• _What you should do_: From the listing below, copy only the lines from the line that contains "let label = key.value().to_string();" to the line that contains "instance.emitted() && member(instance.curve))", counting those two lines as part of the copy.

• _Exercise data_:
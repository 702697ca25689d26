use std::collections::{BTreeMap, BTreeSet};

use tracing::{debug, warn};

use super::{
    AxisGeometry, CurveGeometry, Direction, GeometryError, GeometryModel, GraphGeometry, PlotPoint, Tick,
};
use crate::aggregate::Triple;
use crate::descriptor::{AxisConfig, BenchId, BoundGraph, CurveData, CurveNode, Description, GraphNode};
use crate::style::{ScaleKind, StyleCategory, StyleRegistry};
use crate::value::{AxisKey, Value};

/// Extra slots around each bar group so neighbouring groups stay apart.
const GROUP_PADDING: usize = 4;

pub struct GeometryEngine<'a> {
    description: &'a Description,
    styles: &'a StyleRegistry,
}

/// One bound curve instance with its aggregated buckets.
struct Instance<'a> {
    curve: &'a CurveNode,
    bench: BenchId,
    data: &'a CurveData,
    first: bool,
    direction: Direction,
    buckets: Vec<(Value, Triple)>,
    points: Vec<Placed>,
}

impl Instance<'_> {
    fn emitted(&self) -> bool {
        !self.curve.options.skip
    }
}

/// A point during layout, expressed along the bucket axis and the value
/// (aggregated) axis.
#[derive(Debug, Clone)]
struct Placed {
    raw_x: Value,
    raw_y: Value,
    key: AxisKey,
    bucket: f64,
    value: f64,
    low: f64,
    high: f64,
}

/// Plotted coordinates of one axis: category positions, the bar group
/// width and the offset of each bar member.
struct AxisPlacement<'c> {
    config: &'c AxisConfig,
    categories: Vec<String>,
    group_width: Option<usize>,
    offsets: BTreeMap<usize, f64>,
}

impl AxisPlacement<'_> {
    fn is_category(&self) -> bool {
        self.config.scale.scale() == ScaleKind::Category
    }

    fn slot(&self, index: usize) -> f64 {
        let position = (index + 1) as f64;
        match self.group_width {
            Some(width) => position * width as f64,
            None => position,
        }
    }

    fn place(&self, raw: &Value, instance: usize) -> Option<f64> {
        if self.is_category() {
            let label = raw.to_string();
            let index = self.categories.iter().position(|category| *category == label)?;
            let offset = self.offsets.get(&instance).copied().unwrap_or(0.0);
            return Some(self.slot(index) + offset);
        }
        let number = raw.as_number()?;
        if self.config.scale.scale() == ScaleKind::Log && number <= 0.0 {
            return None;
        }
        Some(number)
    }

    fn ticks(&self) -> Vec<Tick> {
        self.categories
            .iter()
            .enumerate()
            .map(|(index, label)| Tick {
                label: label.clone(),
                position: self.slot(index),
            })
            .collect()
    }

    fn geometry(&self) -> AxisGeometry {
        AxisGeometry {
            scale: self.config.scale.clone(),
            label: self.config.label.clone(),
            ticks: self.ticks(),
            range: self.config.range,
        }
    }
}

impl<'a> GeometryEngine<'a> {
    pub fn new(description: &'a Description, styles: &'a StyleRegistry) -> Self {
        Self { description, styles }
    }

    pub fn layout(&self, bound: &[BoundGraph]) -> Result<GeometryModel, GeometryError> {
        let graphs = bound
            .iter()
            .map(|graph| self.layout_graph(graph))
            .collect::<Result<Vec<_>, _>>()?;
        Ok(GeometryModel {
            title: self.description.title.clone(),
            graphs,
        })
    }

    pub fn layout_graph(&self, bound: &BoundGraph) -> Result<GraphGeometry, GeometryError> {
        let graph = self.description.graph(bound.graph);
        let mut instances = self.aggregate(bound);

        let mut x = AxisPlacement {
            config: &graph.x,
            categories: Vec::new(),
            group_width: None,
            offsets: BTreeMap::new(),
        };
        let mut y = AxisPlacement {
            config: &graph.y,
            categories: Vec::new(),
            group_width: None,
            offsets: BTreeMap::new(),
        };
        if x.is_category() {
            x.categories = categories(&graph.x, &instances, Direction::ByX);
        }
        if y.is_category() {
            y.categories = categories(&graph.y, &instances, Direction::ByY);
        }
        if graph.options.xoffset && x.is_category() {
            group_bars(&mut x, &instances, |curve| curve.options.bar);
        }
        if graph.options.yoffset && y.is_category() {
            group_bars(&mut y, &instances, |curve| curve.options.hbar);
        }

        for (index, instance) in instances.iter_mut().enumerate() {
            instance.points = place_points(instance, index, &x, &y);
        }

        if graph.options.normalize {
            normalize(graph, &mut instances);
        }
        for instance in instances.iter_mut().filter(|instance| instance.curve.options.accum) {
            let bucket_axis = match instance.direction {
                Direction::ByX => &x,
                Direction::ByY => &y,
            };
            if !bucket_axis.is_category() {
                accumulate(&mut instance.points);
            }
        }
        if graph.options.stack {
            stack(&mut instances, &x, &y);
        }

        let mut curves = Vec::new();
        let mut points = Vec::new();
        for instance in instances.into_iter().filter(Instance::emitted) {
            let id = curves.len();
            curves.push(self.curve_geometry(id, &instance)?);
            let direction = instance.direction;
            points.extend(instance.points.into_iter().map(|point| {
                let (plotted_x, plotted_y) = match direction {
                    Direction::ByX => (point.bucket, point.value),
                    Direction::ByY => (point.value, point.bucket),
                };
                PlotPoint {
                    curve_id: id,
                    raw_x: point.raw_x,
                    raw_y: point.raw_y,
                    plotted_x,
                    plotted_y,
                    low: point.low,
                    high: point.high,
                }
            }));
        }

        debug!(
            graph = bound.graph.0,
            curves = curves.len(),
            points = points.len(),
            "computed graph geometry"
        );
        Ok(GraphGeometry {
            graph: bound.graph,
            title: graph.title.clone(),
            x: x.geometry(),
            y: y.geometry(),
            legend: graph.legend,
            grid: graph.options.grid,
            curves,
            points,
        })
    }

    fn aggregate<'b>(&'b self, bound: &'b BoundGraph) -> Vec<Instance<'b>> {
        let graph = self.description.graph(bound.graph);
        let mut instances = Vec::new();

        for bench in &bound.benches {
            for bound_curve in &bench.curves {
                let curve = self.description.curve(bound_curve.curve);
                let aggregation = self.description.aggregation_for(curve.id);
                let direction = if curve.options.hbar { Direction::ByY } else { Direction::ByX };
                let (bucket_axis, value_axis) = match direction {
                    Direction::ByX => (&graph.x, &graph.y),
                    Direction::ByY => (&graph.y, &graph.x),
                };

                for (index, data) in bound_curve.data.iter().enumerate() {
                    let source = match direction {
                        Direction::ByX => &data.by_x,
                        Direction::ByY => &data.by_y,
                    };
                    let buckets = source
                        .iter()
                        .filter(|(key, _)| !skipped(bucket_axis, key.value()))
                        .flat_map(|(key, values)| {
                            aggregation
                                .apply(values)
                                .into_iter()
                                .filter(move |triple| !skipped(value_axis, &triple.value))
                                .map(move |triple| (key.value().clone(), triple))
                        })
                        .collect();
                    instances.push(Instance {
                        curve,
                        bench: bench.bench,
                        data,
                        first: index == 0,
                        direction,
                        buckets,
                        points: Vec::new(),
                    });
                }
            }
        }
        instances
    }

    fn curve_geometry(&self, id: usize, instance: &Instance<'_>) -> Result<CurveGeometry, GeometryError> {
        let curve = instance.curve;
        let resolve = |category: StyleCategory, name: &Option<String>| {
            self.styles
                .resolve(category, name.as_deref(), id)
                .map_err(|message| GeometryError::Style {
                    location: curve.location.clone(),
                    message,
                })
        };
        Ok(CurveGeometry {
            id,
            curve: curve.id,
            label: instance.data.label.clone(),
            mark_text: instance.data.mark_text.clone(),
            line: resolve(StyleCategory::Line, &curve.line)?,
            mark: resolve(StyleCategory::Mark, &curve.mark)?,
            color: resolve(StyleCategory::Color, &curve.color)?,
            direction: instance.direction,
            bar: curve.options.bar || curve.options.hbar,
            errorbars: curve.options.errorbars,
        })
    }
}

fn skipped(axis: &AxisConfig, raw: &Value) -> bool {
    if axis.skip.is_empty() {
        return false;
    }
    let label = raw.to_string();
    axis.skip.iter().any(|skip| *skip == label)
}

/// Explicit categories first, then every other observed value in the order
/// emitted curves first show it. `bucketed_by` names the curve direction for
/// which this axis holds the bucket values.
fn categories(config: &AxisConfig, instances: &[Instance<'_>], bucketed_by: Direction) -> Vec<String> {
    let observed: BTreeSet<AxisKey> = instances
        .iter()
        .filter(|instance| instance.emitted())
        .flat_map(|instance| {
            instance.buckets.iter().map(move |(bucket, triple)| {
                let raw = if instance.direction == bucketed_by { bucket } else { &triple.value };
                AxisKey(raw.clone())
            })
        })
        .collect();

    let mut categories = config.categories.clone();
    for key in observed {
        let label = key.value().to_string();
        if !categories.contains(&label) {
            categories.push(label);
        }
    }
    categories
}

fn group_bars(axis: &mut AxisPlacement<'_>, instances: &[Instance<'_>], member: impl Fn(&CurveNode) -> bool) {
    let members: Vec<usize> = instances
        .iter()
        .enumerate()
        .filter(|(_, instance)| instance.emitted() && member(instance.curve))
        .map(|(index, _)| index)
        .collect();
    if members.is_empty() {
        return;
    }

    let count = members.len();
    let base = count / 2;
    axis.group_width = Some(count + GROUP_PADDING);
    axis.offsets = members
        .into_iter()
        .enumerate()
        .map(|(bar, instance)| (instance, bar as f64 - base as f64))
        .collect();
}

fn place_points(
    instance: &Instance<'_>,
    index: usize,
    x: &AxisPlacement<'_>,
    y: &AxisPlacement<'_>,
) -> Vec<Placed> {
    let (bucket_axis, value_axis) = match instance.direction {
        Direction::ByX => (x, y),
        Direction::ByY => (y, x),
    };

    let mut points = Vec::with_capacity(instance.buckets.len());
    for (bucket, triple) in &instance.buckets {
        let (Some(bucket_position), Some(value)) = (
            bucket_axis.place(bucket, index),
            value_axis.place(&triple.value, index),
        ) else {
            debug!(
                curve = instance.curve.ordinal + 1,
                bucket = %bucket,
                value = %triple.value,
                "dropped point without a plotted position"
            );
            continue;
        };
        let (low, high) = if value_axis.is_category() {
            (value, value)
        } else {
            (
                triple.low.as_number().unwrap_or(value),
                triple.high.as_number().unwrap_or(value),
            )
        };
        let (raw_x, raw_y) = match instance.direction {
            Direction::ByX => (bucket.clone(), triple.value.clone()),
            Direction::ByY => (triple.value.clone(), bucket.clone()),
        };
        points.push(Placed {
            raw_x,
            raw_y,
            key: AxisKey(bucket.clone()),
            bucket: bucket_position,
            value,
            low,
            high,
        });
    }
    points
}

/// Divides every curve of a bench by its base curve's first instance at the
/// same bucket. Points without a usable divisor move to the value axis base.
fn normalize(graph: &GraphNode, instances: &mut [Instance<'_>]) {
    let mut divisors: BTreeMap<BenchId, BTreeMap<AxisKey, f64>> = BTreeMap::new();
    for instance in instances.iter().filter(|instance| instance.curve.options.base && instance.first) {
        if divisors.contains_key(&instance.bench) {
            warn!(
                curve = instance.curve.ordinal + 1,
                "more than one base curve in a bench; using the first"
            );
            continue;
        }
        let mut values = BTreeMap::new();
        for point in &instance.points {
            values.entry(point.key.clone()).or_insert(point.value);
        }
        divisors.insert(instance.bench, values);
    }

    for instance in instances.iter_mut() {
        let Some(values) = divisors.get(&instance.bench) else {
            continue;
        };
        if instance.curve.options.base {
            continue;
        }
        let (value_axis, value_is_category) = match instance.direction {
            Direction::ByX => (&graph.y, graph.y.scale.scale() == ScaleKind::Category),
            Direction::ByY => (&graph.x, graph.x.scale.scale() == ScaleKind::Category),
        };
        if value_is_category {
            continue;
        }
        for point in &mut instance.points {
            match values.get(&point.key).copied().filter(|divisor| *divisor != 0.0) {
                Some(divisor) => {
                    point.value /= divisor;
                    point.low /= divisor;
                    point.high /= divisor;
                }
                None => {
                    point.value = value_axis.base;
                    point.low = value_axis.base;
                    point.high = value_axis.base;
                }
            }
        }
    }
}

/// Running sum of the value axis along the curve's own bucket order.
fn accumulate(points: &mut [Placed]) {
    let mut total = 0.0;
    for point in points {
        shift(point, total);
        total = point.value;
    }
}

/// Adds each curve's values onto the running total of the curves before it
/// in the same bench, keyed by plotted bucket position.
fn stack(instances: &mut [Instance<'_>], x: &AxisPlacement<'_>, y: &AxisPlacement<'_>) {
    let mut totals: BTreeMap<(BenchId, AxisKey), f64> = BTreeMap::new();
    for instance in instances.iter_mut() {
        if !instance.emitted() || instance.curve.options.no_stack {
            continue;
        }
        let value_axis = match instance.direction {
            Direction::ByX => y,
            Direction::ByY => x,
        };
        if value_axis.is_category() {
            continue;
        }
        for point in &mut instance.points {
            let total = totals
                .entry((instance.bench, AxisKey(Value::Number(point.bucket))))
                .or_insert(0.0);
            shift(point, *total);
            *total = point.value;
        }
    }
}

fn shift(point: &mut Placed, amount: f64) {
    point.value += amount;
    point.low += amount;
    point.high += amount;
}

• _Result of the task_:
        let label = key.value().to_string();
        if !categories.contains(&label) {
            categories.push(label);
        }
    }
    categories
}

fn group_bars(axis: &mut AxisPlacement<'_>, instances: &[Instance<'_>], member: impl Fn(&CurveNode) -> bool) {
    let members: Vec<usize> = instances
        .iter()
        .enumerate()
        .filter(|(_, instance)| instance.emitted() && member(instance.curve))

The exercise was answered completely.